Whether Trippie is exploring murky, minimalist beats, tapping into his inner Tom DeLonge, or fighting with the rambunctious synth-driven production that Mansion Musik is stocked with, one thing is for certain: His voice is going to soar. Trippie’s vocal skills are his defining attribute, and they’re exemplified to great effect on Mansion Musik. He’s belting for blood on the aptly-named “Fully Loaded,” with Future and Lil Baby. He matches the late Juice WRLD’s conviction on “Knight Crawler,” wailing “Don’t know where I’m from, don’t know where I’ve been” with the despondency of someone desperately seeking answers. On “Killionaire,” he proves he’s still got his fundamentals down, spitting with a relatively straightforward triplet flow that’s the closest he comes to appeasing traditionalists. On “Die Die,” Trippie goes through every approach at once, shifting gears every couple of bars. By putting 25 tracks on this release, he’s tasked himself with finding ways to keep things interesting over the course of a long album, and his vocal theatrics do their best. Even on his solo tracks, his active ad-libs and vocal variances make it sound like he’s going back-and-forth with himself. 

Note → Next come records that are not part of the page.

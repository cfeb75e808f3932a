use std::sync::Arc;

use tracing::{debug, info};
use uuid::Uuid;

use crate::app::error::{EngagementError, ServiceResult};
use crate::app::invalidation::{Invalidation, InvalidationBus};
use crate::app::session::Actor;
use crate::app::store::{Cursor, EngagementStore};
use crate::domain::engagement::{Comment, NewComment, NewReaction, ReactionKind, ToggleState};
use crate::domain::notification::{NewNotification, NotificationType};

pub const MAX_COMMENT_CHARS: usize = 280;

#[derive(Clone)]
pub struct EngagementService {
    store: Arc<dyn EngagementStore>,
    invalidations: InvalidationBus,
}

impl EngagementService {
    pub fn new(store: Arc<dyn EngagementStore>, invalidations: InvalidationBus) -> Self {
        Self {
            store,
            invalidations,
        }
    }

    /// Flips the actor's reaction of `kind` on the post. Adding records a
    /// notification for the post author; removing never does.
    pub async fn toggle_reaction(
        &self,
        actor: &Actor,
        post_id: Uuid,
        kind: ReactionKind,
    ) -> ServiceResult<ToggleState> {
        if self.store.find_post(post_id).await?.is_none() {
            return Err(EngagementError::NotFound);
        }

        let state = match self.try_toggle(actor, post_id, kind).await {
            Err(EngagementError::Conflict) => {
                debug!(
                    user_id = %actor.user_id,
                    post_id = %post_id,
                    kind = kind.as_db(),
                    "toggle lost a race, retrying against the current state"
                );
                self.try_toggle(actor, post_id, kind).await?
            }
            result => result?,
        };

        info!(
            user_id = %actor.user_id,
            post_id = %post_id,
            kind = kind.as_db(),
            state = ?state,
            "reaction toggled"
        );
        self.invalidations.publish(Invalidation::Post(post_id));

        Ok(state)
    }

    async fn try_toggle(
        &self,
        actor: &Actor,
        post_id: Uuid,
        kind: ReactionKind,
    ) -> ServiceResult<ToggleState> {
        let existing = self
            .store
            .find_reaction(actor.user_id, post_id, kind)
            .await?;

        if let Some(reaction) = existing {
            return if self.store.delete_reaction(&reaction).await? {
                Ok(ToggleState::Removed)
            } else {
                Err(EngagementError::Conflict)
            };
        }

        // The post may have been deleted since the caller's lookup.
        let post = self
            .store
            .find_post(post_id)
            .await?
            .ok_or(EngagementError::NotFound)?;

        let notification = NewNotification::for_post(
            post.author_id,
            actor.user_id,
            post.id,
            kind.notification_type(),
        );
        self.store
            .insert_reaction(
                NewReaction {
                    author_id: actor.user_id,
                    post_id: post.id,
                    kind,
                },
                notification,
            )
            .await?;

        Ok(ToggleState::Added)
    }

    pub async fn add_comment(
        &self,
        actor: &Actor,
        post_id: Uuid,
        content: String,
    ) -> ServiceResult<Comment> {
        validate_comment(&content)?;

        let post = self
            .store
            .find_post(post_id)
            .await?
            .ok_or(EngagementError::NotFound)?;

        let notification = NewNotification::for_post(
            post.author_id,
            actor.user_id,
            post.id,
            NotificationType::Comment,
        );
        let comment = self
            .store
            .insert_comment(
                NewComment {
                    post_id: post.id,
                    author_id: actor.user_id,
                    content,
                },
                notification,
            )
            .await?;

        info!(
            user_id = %actor.user_id,
            post_id = %post_id,
            comment_id = %comment.id,
            "comment added"
        );
        self.invalidations.publish(Invalidation::Post(post_id));

        Ok(comment)
    }

    pub async fn list_comments(
        &self,
        post_id: Uuid,
        cursor: Option<Cursor>,
        limit: i64,
    ) -> ServiceResult<Vec<Comment>> {
        if self.store.find_post(post_id).await?.is_none() {
            return Err(EngagementError::NotFound);
        }
        Ok(self.store.list_comments(post_id, cursor, limit).await?)
    }
}

fn validate_comment(content: &str) -> ServiceResult<()> {
    let length = content.chars().count();
    if length == 0 {
        return Err(EngagementError::Validation(
            "comment content cannot be empty".to_string(),
        ));
    }
    if length > MAX_COMMENT_CHARS {
        return Err(EngagementError::Validation(format!(
            "comment content exceeds {} characters",
            MAX_COMMENT_CHARS
        )));
    }
    Ok(())
}
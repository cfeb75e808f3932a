pub mod app;
pub mod config;
pub mod domain;
pub mod http;
pub mod infra;

use std::sync::Arc;

use crate::app::invalidation::InvalidationBus;
use crate::app::session::SessionService;
use crate::app::store::EngagementStore;
use crate::infra::cache::ViewCache;

#[derive(Clone)]
pub struct AppState {
    pub store: Arc<dyn EngagementStore>,
    pub views: ViewCache,
    pub invalidations: InvalidationBus,
    pub sessions: SessionService,
}
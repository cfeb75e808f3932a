use anyhow::{anyhow, Result};
use base64::engine::general_purpose::STANDARD;
use base64::Engine;
use std::net::SocketAddr;
use std::str::FromStr;

#[derive(Clone, Copy, Debug, PartialEq, Eq)]
pub enum StoreBackend {
    Postgres,
    Memory,
}

impl FromStr for StoreBackend {
    type Err = String;

    fn from_str(value: &str) -> Result<Self, Self::Err> {
        match value {
            "postgres" => Ok(Self::Postgres),
            "memory" => Ok(Self::Memory),
            other => Err(format!("unknown store backend: {}", other)),
        }
    }
}

#[derive(Clone, Debug)]
pub struct AppConfig {
    pub http_addr: String,
    pub store_backend: StoreBackend,
    pub database_url: Option<String>,
    pub redis_url: Option<String>,
    pub db_max_connections: u32,
    pub db_connect_timeout_seconds: u64,
    pub db_idle_timeout_seconds: u64,
    pub db_max_lifetime_seconds: u64,
    pub view_cache_ttl_seconds: u64,
    pub invalidation_buffer: usize,
    pub paseto_access_key: [u8; 32],
    pub access_ttl_minutes: u64,
}

impl AppConfig {
    pub fn from_env() -> Result<Self> {
        let http_addr = env_or("HTTP_ADDR", "0.0.0.0:8080");
        let _parsed_http_addr = SocketAddr::from_str(&http_addr)
            .map_err(|err| anyhow!("invalid HTTP_ADDR: {}", err))?;

        let store_backend: StoreBackend = env_or_parse("STORE_BACKEND", "postgres")?;
        let database_url = match store_backend {
            StoreBackend::Postgres => Some(env_or_err("DATABASE_URL")?),
            StoreBackend::Memory => std::env::var("DATABASE_URL").ok(),
        };

        Ok(Self {
            http_addr,
            store_backend,
            database_url,
            redis_url: std::env::var("REDIS_URL").ok(),
            db_max_connections: env_or_parse("DB_MAX_CONNECTIONS", "25")?,
            db_connect_timeout_seconds: env_or_parse("DB_CONNECT_TIMEOUT_SECONDS", "5")?,
            db_idle_timeout_seconds: env_or_parse("DB_IDLE_TIMEOUT_SECONDS", "300")?,
            db_max_lifetime_seconds: env_or_parse("DB_MAX_LIFETIME_SECONDS", "1800")?,
            view_cache_ttl_seconds: env_or_parse("VIEW_CACHE_TTL_SECONDS", "30")?,
            invalidation_buffer: env_or_parse("INVALIDATION_BUFFER", "1024")?,
            paseto_access_key: env_key_32("PASETO_ACCESS_KEY")?,
            access_ttl_minutes: env_or_parse("ACCESS_TTL_MINUTES", "15")?,
        })
    }
}

fn env_or(key: &str, default: &str) -> String {
    std::env::var(key).unwrap_or_else(|_| default.to_string())
}

fn env_or_err(key: &str) -> Result<String> {
    std::env::var(key).map_err(|_| anyhow!("missing required env var: {}", key))
}

fn env_or_parse<T>(key: &str, default: &str) -> Result<T>
where
    T: FromStr,
    <T as FromStr>::Err: std::fmt::Display,
{
    let value = std::env::var(key).unwrap_or_else(|_| default.to_string());
    value
        .parse::<T>()
        .map_err(|err| anyhow!("invalid {}: {}", key, err))
}

fn env_key_32(key: &str) -> Result<[u8; 32]> {
    let value = env_or_err(key)?;
    let decoded = STANDARD
        .decode(value.as_bytes())
        .map_err(|err| anyhow!("invalid {}: {}", key, err))?;
    if decoded.len() != 32 {
        return Err(anyhow!("invalid {}: expected 32 bytes", key));
    }
    let mut key_bytes = [0u8; 32];
    key_bytes.copy_from_slice(&decoded);
    Ok(key_bytes)
}
use axum::http::StatusCode;
use axum::response::{IntoResponse, Response};
use axum::Json;
use serde::Serialize;

use crate::app::error::EngagementError;

#[derive(Debug)]
pub struct AppError {
    status: StatusCode,
    message: String,
}

#[derive(Serialize)]
struct ErrorResponse {
    error: String,
}

impl AppError {
    pub fn bad_request(message: impl Into<String>) -> Self {
        Self {
            status: StatusCode::BAD_REQUEST,
            message: message.into(),
        }
    }

    pub fn not_found(message: impl Into<String>) -> Self {
        Self {
            status: StatusCode::NOT_FOUND,
            message: message.into(),
        }
    }

    pub fn unauthorized(message: impl Into<String>) -> Self {
        Self {
            status: StatusCode::UNAUTHORIZED,
            message: message.into(),
        }
    }

    pub fn conflict(message: impl Into<String>) -> Self {
        Self {
            status: StatusCode::CONFLICT,
            message: message.into(),
        }
    }

    pub fn internal(message: impl Into<String>) -> Self {
        Self {
            status: StatusCode::INTERNAL_SERVER_ERROR,
            message: message.into(),
        }
    }
}

impl From<EngagementError> for AppError {
    fn from(err: EngagementError) -> Self {
        match err {
            EngagementError::Unauthenticated => Self::unauthorized("authentication required"),
            // Non-owners must not learn that the post exists.
            EngagementError::NotFound | EngagementError::Forbidden => {
                Self::not_found("post not found")
            }
            EngagementError::Validation(message) => Self::bad_request(message),
            EngagementError::Conflict => {
                Self::conflict("the post changed concurrently, try again")
            }
            EngagementError::Store(err) => {
                tracing::error!(error = ?err, "store operation failed");
                Self::internal("internal error")
            }
        }
    }
}

impl IntoResponse for AppError {
    fn into_response(self) -> Response {
        let body = Json(ErrorResponse {
            error: self.message,
        });
        (self.status, body).into_response()
    }
}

Most of his peers hold up their end of the deal as well. Travis Scott delivers a winding verse on “Krzy Train” that veers from rapping to Auto-Tuned howls. Future further entrenches his reputation as a feature killer on his two appearances. Ditto for Lil Baby, though he sounds more invigorated on “Dark Brotherhood” than on “Fully Loaded.” On “Hideout,” Fijimacintosh’s heavy Auto-Tune makes him sound like he’s sinking into producer LOESOE’s cyber sonics. Rylo Rodriguez’s muddy Atlanta twang on “Witchcraft” provides one of the album’s most compelling textures. Chief Keef makes his presence felt on his two appearances, characteristically subverting listener expectations by jumping on a vocal contortionist’s album and rapping lucidly on “Rock Out.”

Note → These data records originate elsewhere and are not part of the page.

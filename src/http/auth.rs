use axum::extract::FromRequestParts;
use axum::http::header;
use axum::http::request::Parts;

use crate::app::session::Actor;
use crate::http::AppError;
use crate::AppState;

/// The acting user for this request, if any. Extraction never rejects for a
/// missing or invalid token; handlers decide whether a user is required.
#[derive(Debug, Clone, Copy)]
pub struct Session(pub Option<Actor>);

#[axum::async_trait]
impl FromRequestParts<AppState> for Session {
    type Rejection = AppError;

    async fn from_request_parts(
        parts: &mut Parts,
        state: &AppState,
    ) -> Result<Self, Self::Rejection> {
        let token = parts
            .headers
            .get(header::AUTHORIZATION)
            .and_then(|value| value.to_str().ok())
            .and_then(|value| value.strip_prefix("Bearer "));

        let Some(token) = token else {
            return Ok(Session(None));
        };

        let actor = state.sessions.resolve(token).map_err(|err| {
            tracing::error!(error = ?err, "failed to resolve session");
            AppError::internal("failed to authenticate")
        })?;

        Ok(Session(actor))
    }
}
use std::sync::Arc;

use time::OffsetDateTime;
use tracing::info;
use uuid::Uuid;

use crate::app::error::{EngagementError, ServiceResult};
use crate::app::format::format_post_date;
use crate::app::invalidation::{Invalidation, InvalidationBus};
use crate::app::session::Actor;
use crate::app::store::EngagementStore;
use crate::domain::engagement::ReactionKind;
use crate::domain::post::{
    CommentPreview, NewPost, Post, PostCard, PostCounts, PostView, ViewerState,
};
use crate::domain::user::AuthorSummary;
use crate::infra::cache::ViewCache;

pub const MAX_POST_CHARS: usize = 280;

#[derive(Clone)]
pub struct PostService {
    store: Arc<dyn EngagementStore>,
    invalidations: InvalidationBus,
    views: ViewCache,
}

impl PostService {
    pub fn new(
        store: Arc<dyn EngagementStore>,
        invalidations: InvalidationBus,
        views: ViewCache,
    ) -> Self {
        Self {
            store,
            invalidations,
            views,
        }
    }

    pub async fn create_post(
        &self,
        actor: &Actor,
        content: String,
        image: Option<String>,
    ) -> ServiceResult<Post> {
        let length = content.chars().count();
        if length == 0 || length > MAX_POST_CHARS {
            return Err(EngagementError::Validation(format!(
                "post content must be between 1 and {} characters",
                MAX_POST_CHARS
            )));
        }

        let post = self
            .store
            .insert_post(NewPost {
                author_id: actor.user_id,
                content,
                image: image.filter(|url| !url.trim().is_empty()),
            })
            .await?;

        info!(user_id = %actor.user_id, post_id = %post.id, "post created");
        self.invalidations.publish(Invalidation::Feed);

        Ok(post)
    }

    /// Hard-deletes a post owned by the actor.
    pub async fn delete_post(&self, actor: &Actor, post_id: Uuid) -> ServiceResult<()> {
        let post = self
            .store
            .find_post(post_id)
            .await?
            .ok_or(EngagementError::NotFound)?;

        if post.author_id != actor.user_id {
            return Err(EngagementError::Forbidden);
        }

        // Guarded by author again in case ownership checks race a delete.
        if !self.store.delete_post(post_id, actor.user_id).await? {
            return Err(EngagementError::NotFound);
        }

        info!(user_id = %actor.user_id, post_id = %post_id, "post deleted");
        self.invalidations.publish(Invalidation::Post(post_id));
        self.invalidations.publish(Invalidation::Feed);

        Ok(())
    }

    pub async fn post_card(
        &self,
        viewer: Option<&Actor>,
        post_id: Uuid,
        now: OffsetDateTime,
    ) -> ServiceResult<PostCard> {
        // Existence and counts always come from the store; a cached view
        // only saves the author and comment lookups.
        let post = self
            .store
            .find_post(post_id)
            .await?
            .ok_or(EngagementError::NotFound)?;

        let view = match self.views.get_post(post_id).await {
            Some(view) => view,
            None => {
                let view = self.load_view(&post).await?;
                self.views.put_post(&view).await;
                view
            }
        };

        let viewer = match viewer {
            Some(actor) => ViewerState {
                is_liked: self.has_reacted(actor, post_id, ReactionKind::Like).await?,
                is_reposted: self.has_reacted(actor, post_id, ReactionKind::Repost).await?,
                can_delete: actor.user_id == view.author.id,
            },
            None => ViewerState::default(),
        };

        Ok(PostCard {
            counts: PostCounts::from(&post),
            created_label: format_post_date(view.created_at, now),
            view,
            viewer,
        })
    }

    async fn load_view(&self, post: &Post) -> ServiceResult<PostView> {
        let author = self
            .store
            .find_user(post.author_id)
            .await?
            .ok_or(EngagementError::NotFound)?;

        let top_comment = match self.store.latest_comment(post.id).await? {
            Some(comment) => self
                .store
                .find_user(comment.author_id)
                .await?
                .map(|user| CommentPreview::new(comment.id, user.into(), &comment.content)),
            None => None,
        };

        Ok(PostView {
            id: post.id,
            author: AuthorSummary::from(author),
            content: post.content.clone(),
            image: post.image.clone(),
            created_at: post.created_at,
            top_comment,
        })
    }

    async fn has_reacted(
        &self,
        actor: &Actor,
        post_id: Uuid,
        kind: ReactionKind,
    ) -> ServiceResult<bool> {
        Ok(self
            .store
            .find_reaction(actor.user_id, post_id, kind)
            .await?
            .is_some())
    }
}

It’s great that Trippie reached out to Keef, a beloved forefather of SoundCloud rap. His fingerprints are all over the album. But even if they weren’t, Keef’s influence would still be present. So many listeners believe the spacey-trap soundscape that Trippie, Playboi Carti, and Uzi explore is a post-Whole Lotta Red creation, but that’s not quite true. Remnants of Mansion Musik’s production trace back to Keef’s mid-2010s output, including his 2017 Dedication project, where he linked with producers D. Rich and Stuntman to craft a suite of beats full of whirling synths and spastic drum programming that sound fit to score a Snow on tha Bluff and Star Trek crossover. That soundbed dominates Mansion Musik, with LOESOE, BOSLEY, NADDDOT, and UK24 collectively making the album a frenetic, unearthly experience around Trippie’s melodies. “DIE DIE” is an 8-bit hellscape. “Free Rio” meshes chilling electronic composition with Detroit drums. The seesaw synth loop on “Knight Crawler” grips listeners, with the engineer expertly melding their ad-libs into another instrument. 

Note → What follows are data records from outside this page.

use axum::{routing::get, routing::post, Router};

use crate::AppState;
use crate::http::handlers;

pub fn health() -> Router<AppState> {
    Router::new().route("/health", get(handlers::health))
}

pub fn posts() -> Router<AppState> {
    Router::new()
        .route("/posts", post(handlers::create_post))
        .route(
            "/posts/:id",
            get(handlers::get_post).delete(handlers::delete_post),
        )
        .route("/posts/:id/like", post(handlers::toggle_like))
        .route("/posts/:id/repost", post(handlers::toggle_repost))
        .route(
            "/posts/:id/comments",
            post(handlers::add_comment).get(handlers::list_comments),
        )
}

pub fn notifications() -> Router<AppState> {
    Router::new()
        .route("/notifications", get(handlers::list_notifications))
        .route(
            "/notifications/:id/read",
            post(handlers::mark_notification_read),
        )
}
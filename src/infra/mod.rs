pub mod cache;
pub mod db;
pub mod memory;
pub mod postgres;
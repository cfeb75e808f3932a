use anyhow::{anyhow, Result};
use pasetors::claims::{Claims, ClaimsValidationRules};
use pasetors::keys::SymmetricKey;
use pasetors::token::UntrustedToken;
use pasetors::{local, version4::V4, Local};
use uuid::Uuid;

use crate::app::error::EngagementError;

const TOKEN_ISSUER: &str = "murmur";

/// The user a request acts on behalf of, resolved once at the boundary.
#[derive(Debug, Clone, Copy, PartialEq, Eq)]
pub struct Actor {
    pub user_id: Uuid,
}

pub fn require_actor(session: Option<Actor>) -> Result<Actor, EngagementError> {
    session.ok_or(EngagementError::Unauthenticated)
}

/// Resolves bearer tokens into actors. Token issuance lives with the
/// identity provider; `issue_access_token` exists for local tooling and tests.
#[derive(Clone)]
pub struct SessionService {
    access_key: [u8; 32],
    access_ttl_minutes: u64,
}

impl SessionService {
    pub fn new(access_key: [u8; 32], access_ttl_minutes: u64) -> Self {
        Self {
            access_key,
            access_ttl_minutes,
        }
    }

    pub fn resolve(&self, token: &str) -> Result<Option<Actor>> {
        let claims = match self.decrypt_claims(token)? {
            Some(claims) => claims,
            None => return Ok(None),
        };
        if !has_token_type(&claims, "access") {
            return Ok(None);
        }
        let user_id = claim_uuid(&claims, "sub")?;
        Ok(Some(Actor { user_id }))
    }

    pub fn issue_access_token(&self, user_id: Uuid) -> Result<String> {
        let duration = std::time::Duration::from_secs(self.access_ttl_minutes * 60);
        let mut claims = Claims::new_expires_in(&duration)?;
        claims.issuer(TOKEN_ISSUER)?;
        claims.audience(TOKEN_ISSUER)?;
        claims.subject(&user_id.to_string())?;
        claims.add_additional("typ", "access")?;

        let key = SymmetricKey::<V4>::from(&self.access_key)?;
        Ok(local::encrypt(&key, &claims, None, None)?)
    }

    fn decrypt_claims(&self, token: &str) -> Result<Option<Claims>> {
        let key = SymmetricKey::<V4>::from(&self.access_key)?;
        let mut rules = ClaimsValidationRules::new();
        rules.validate_issuer_with(TOKEN_ISSUER);
        rules.validate_audience_with(TOKEN_ISSUER);

        let untrusted = match UntrustedToken::<Local, V4>::try_from(token) {
            Ok(token) => token,
            Err(_) => return Ok(None),
        };
        let trusted = match local::decrypt(&key, &untrusted, &rules, None, None) {
            Ok(token) => token,
            Err(_) => return Ok(None),
        };
        Ok(trusted.payload_claims().cloned())
    }
}

fn claim_uuid(claims: &Claims, name: &str) -> Result<Uuid> {
    let value = claims
        .get_claim(name)
        .and_then(|value| value.as_str())
        .ok_or_else(|| anyhow!("missing {} claim", name))?;
    Ok(Uuid::parse_str(value)?)
}

fn has_token_type(claims: &Claims, expected: &str) -> bool {
    claims
        .get_claim("typ")
        .and_then(|value| value.as_str())
        .map(|value| value == expected)
        .unwrap_or(false)
}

But all is not as perfect as it might seem in the Mansion. As compelling as Trippie’s vocals and production are, each track leaves the listener feeling like he could be doing more as a songwriter. There’s a misconception that melody-driven artists don’t prioritize bars, but that’s not necessarily true. Take Chief Keef himself, who’s prime to lace his vocal experimentation with a confounding line like “Had a dream and seen Eminem on lean.” Trippie’s character is felt through his vocal presence, and he’s a sound technical writer, but his actual content doesn’t veer beyond sexual conquests and tough talk. That alone isn’t a bad thing, but perhaps thematic expansion would have elicited more chances for compelling lyricism. Take his “Swag From Ohio” remake with Lil B. He’s on a track with the guy who rapped “Bitch suck my dick ‘cause I look like Frasier,” and doesn’t try to take any big swings lyrically. At the festivals and concerts Trippie headlines, DJs love dropping the beat on certain bars to let the fans scream it in unison; it’s questionable if there are moments like that on Mansion Musik. 

But overall, Trippie’s unmistakable mic presence, and ear for beats make the highs of Mansion Musik an overall enjoyable experience.